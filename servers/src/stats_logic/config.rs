use anyhow::{anyhow, Context, Result};
use clap::Parser;
use lib_statsync::core::normalizer::ResyncPolicy;
use lib_statsync::sources::ColumnMap;
use serde::{Deserialize, Serialize};
use std::fs;
use std::path::{Path, PathBuf};
use std::time::Duration;

const DEFAULT_CONFIG_FILE: &str = "server_stats.conf";

#[derive(Parser, Deserialize, Serialize, Debug, Clone, Default)]
#[clap(about = "Live demo statistics server", version)]
#[serde(rename_all = "camelCase")]
pub struct Config {
    #[clap(long, env = "STATS_PORT", help = "Port to listen on for HTTP clients.")]
    pub port: Option<u16>,

    #[clap(long, env = "STATS_CONFIG_PATH", help = "Path to the JSON configuration file.")]
    pub config_path: Option<PathBuf>,

    #[clap(long, env = "STATS_LOG_DIR", help = "Directory for log files.")]
    pub log_dir: Option<PathBuf>,

    #[clap(long, env = "STATS_LOG_LEVEL", help = "Logging level (trace, debug, info, warn, error).")]
    pub log_level: Option<String>,

    #[clap(long, env = "STATS_BACKEND_URL", help = "Base URL of the hosted backend (https://<ref>.supabase.co).")]
    pub backend_url: Option<String>,

    #[clap(long, env = "STATS_ANON_KEY", help = "Anonymous API key for the backend.")]
    pub anon_key: Option<String>,

    #[clap(long, env = "STATS_TABLE", help = "Table holding the metric rows.")]
    pub table: Option<String>,

    #[clap(long, env = "STATS_SCHEMA", help = "Schema of the metrics table.")]
    pub schema: Option<String>,

    #[clap(long, env = "STATS_TOPIC", help = "Change-feed topic to attach.")]
    pub topic: Option<String>,

    #[clap(long, env = "STATS_ENTITY_COLUMN", help = "Column holding the entity id.")]
    pub entity_column: Option<String>,

    #[clap(long, env = "STATS_NAME_COLUMN", help = "Column holding the metric name.")]
    pub name_column: Option<String>,

    #[clap(long, env = "STATS_VALUE_COLUMN", help = "Column holding the metric value.")]
    pub value_column: Option<String>,

    #[clap(long, env = "STATS_DEFAULTS_PATH", help = "JSON5 file with per-entity default metrics.")]
    pub defaults_path: Option<PathBuf>,

    #[clap(long, env = "STATS_RESYNC_POLICY", help = "Handling of unusable events: precise or always.")]
    pub resync_policy: Option<String>,

    #[clap(long, env = "STATS_RECONNECT_DELAY_MS", help = "Delay in milliseconds before re-attaching a closed feed.")]
    pub reconnect_delay_ms: Option<u64>,

    #[clap(long, env = "STATS_REFETCH_ON_RESYNC", help = "Re-run the snapshot query after a resync (true/false).")]
    pub refetch_on_resync: Option<bool>,
}

/// Fully resolved settings the server runs with.
#[derive(Debug, Clone)]
pub struct Settings {
    pub port: u16,
    pub log_dir: PathBuf,
    pub log_level: String,
    pub backend_url: String,
    pub anon_key: String,
    pub table: String,
    pub schema: String,
    pub topic: String,
    pub columns: ColumnMap,
    pub defaults_path: Option<PathBuf>,
    pub resync_policy: ResyncPolicy,
    pub refetch_on_resync: bool,
    pub reconnect_delay: Duration,
}

impl Config {
    // 'other' overrides 'self' for Some values
    fn merge(self, other: Config) -> Config {
        Config {
            port: other.port.or(self.port),
            config_path: other.config_path.or(self.config_path),
            log_dir: other.log_dir.or(self.log_dir),
            log_level: other.log_level.or(self.log_level),
            backend_url: other.backend_url.or(self.backend_url),
            anon_key: other.anon_key.or(self.anon_key),
            table: other.table.or(self.table),
            schema: other.schema.or(self.schema),
            topic: other.topic.or(self.topic),
            entity_column: other.entity_column.or(self.entity_column),
            name_column: other.name_column.or(self.name_column),
            value_column: other.value_column.or(self.value_column),
            defaults_path: other.defaults_path.or(self.defaults_path),
            resync_policy: other.resync_policy.or(self.resync_policy),
            reconnect_delay_ms: other.reconnect_delay_ms.or(self.reconnect_delay_ms),
            refetch_on_resync: other.refetch_on_resync.or(self.refetch_on_resync),
        }
    }

    fn defaults() -> Config {
        let columns = ColumnMap::default();
        Config {
            port: Some(9010),
            log_dir: Some(PathBuf::from("./logs")),
            log_level: Some("info".to_string()),
            table: Some("demo_stats".to_string()),
            schema: Some("public".to_string()),
            topic: Some("demo-stats".to_string()),
            entity_column: Some(columns.entity_id),
            name_column: Some(columns.metric_name),
            value_column: Some(columns.metric_value),
            resync_policy: Some("precise".to_string()),
            refetch_on_resync: Some(true),
            reconnect_delay_ms: Some(5000),
            ..Default::default()
        }
    }

    /// Validates the merged layers and fills every required field.
    pub fn into_settings(self) -> Result<Settings> {
        let defaults = Config::defaults();
        let merged = defaults.merge(self);

        let resync_policy = merged
            .resync_policy
            .as_deref()
            .unwrap_or("precise")
            .parse::<ResyncPolicy>()?;

        Ok(Settings {
            port: merged.port.unwrap_or(9010),
            log_dir: merged.log_dir.unwrap_or_else(|| PathBuf::from("./logs")),
            log_level: merged.log_level.unwrap_or_else(|| "info".to_string()),
            backend_url: merged
                .backend_url
                .filter(|s| !s.is_empty())
                .ok_or_else(|| anyhow!("backend URL is required (--backend-url or STATS_BACKEND_URL)"))?,
            anon_key: merged
                .anon_key
                .filter(|s| !s.is_empty())
                .ok_or_else(|| anyhow!("anon key is required (--anon-key or STATS_ANON_KEY)"))?,
            table: merged.table.unwrap_or_default(),
            schema: merged.schema.unwrap_or_default(),
            topic: merged.topic.unwrap_or_default(),
            columns: ColumnMap {
                entity_id: merged.entity_column.unwrap_or_default(),
                metric_name: merged.name_column.unwrap_or_default(),
                metric_value: merged.value_column.unwrap_or_default(),
            },
            defaults_path: merged.defaults_path,
            resync_policy,
            refetch_on_resync: merged.refetch_on_resync.unwrap_or(true),
            reconnect_delay: Duration::from_millis(merged.reconnect_delay_ms.unwrap_or(5000)),
        })
    }
}

/// Reads the JSON config file, if any. A missing file is not an error.
fn read_config_file(path: &Path) -> Result<Option<Config>> {
    if !path.exists() {
        log::info!("Config file not found at {}. Using defaults and environment/CLI variables.", path.display());
        return Ok(None);
    }
    let config_str = fs::read_to_string(path).with_context(|| format!("Failed to read config file: {}", path.display()))?;
    let file_config = serde_json::from_str::<Config>(&config_str)
        .with_context(|| format!("Failed to parse config file: {}", path.display()))?;
    Ok(Some(file_config))
}

/// Layers the config file under the already parsed CLI/env arguments.
pub fn layer_config(cli_args: Config) -> Result<Config> {
    let config_file_path = cli_args
        .config_path
        .clone()
        .unwrap_or_else(|| PathBuf::from(DEFAULT_CONFIG_FILE));

    let current_config = match read_config_file(&config_file_path)? {
        Some(file_config) => file_config.merge(cli_args),
        None => cli_args,
    };
    Ok(current_config)
}

/// 1. built-in defaults, 2. `server_stats.conf`, 3. environment and CLI.
pub fn load_config() -> Result<Settings> {
    let _ = dotenvy::dotenv();
    layer_config(Config::parse())?.into_settings()
}

#[cfg(test)]
mod tests {
    use super::*;
    use std::io::Write;
    use tempfile::NamedTempFile;

    fn required() -> Config {
        Config {
            backend_url: Some("https://abc.supabase.co".to_string()),
            anon_key: Some("anon".to_string()),
            ..Default::default()
        }
    }

    #[test]
    fn test_defaults_fill_optional_fields() {
        let settings = required().into_settings().unwrap();
        assert_eq!(settings.port, 9010);
        assert_eq!(settings.table, "demo_stats");
        assert_eq!(settings.topic, "demo-stats");
        assert_eq!(settings.columns, ColumnMap::default());
        assert_eq!(settings.resync_policy, ResyncPolicy::Precise);
        assert!(settings.refetch_on_resync);
        assert_eq!(settings.reconnect_delay, Duration::from_secs(5));
    }

    #[test]
    fn test_missing_backend_is_an_error() {
        assert!(Config::default().into_settings().is_err());
    }

    #[test]
    fn test_bad_resync_policy_is_an_error() {
        let config = Config {
            resync_policy: Some("sometimes".to_string()),
            ..required()
        };
        assert!(config.into_settings().is_err());
    }

    #[test]
    fn test_cli_overrides_file() {
        let mut file = NamedTempFile::new().unwrap();
        write!(
            file,
            r#"{{"port": 8000, "table": "stats", "anonKey": "file-key", "refetchOnResync": false}}"#
        )
        .unwrap();

        let cli = Config {
            config_path: Some(file.path().to_path_buf()),
            port: Some(8100),
            backend_url: Some("https://abc.supabase.co".to_string()),
            ..Default::default()
        };
        let settings = layer_config(cli).unwrap().into_settings().unwrap();
        assert_eq!(settings.port, 8100);
        assert_eq!(settings.table, "stats");
        assert_eq!(settings.anon_key, "file-key");
        assert!(!settings.refetch_on_resync);
    }

    #[test]
    fn test_unparseable_file_is_reported() {
        let mut file = NamedTempFile::new().unwrap();
        write!(file, "not json").unwrap();
        let cli = Config {
            config_path: Some(file.path().to_path_buf()),
            ..required()
        };
        assert!(layer_config(cli).is_err());
    }
}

What is being asked. Every line in the entries above that has the word "Result" should be identified and copied.

Task solution.
use anyhow::{anyhow, Context, Result};
    pub fn into_settings(self) -> Result<Settings> {
fn read_config_file(path: &Path) -> Result<Option<Config>> {
pub fn layer_config(cli_args: Config) -> Result<Config> {
pub fn load_config() -> Result<Settings> {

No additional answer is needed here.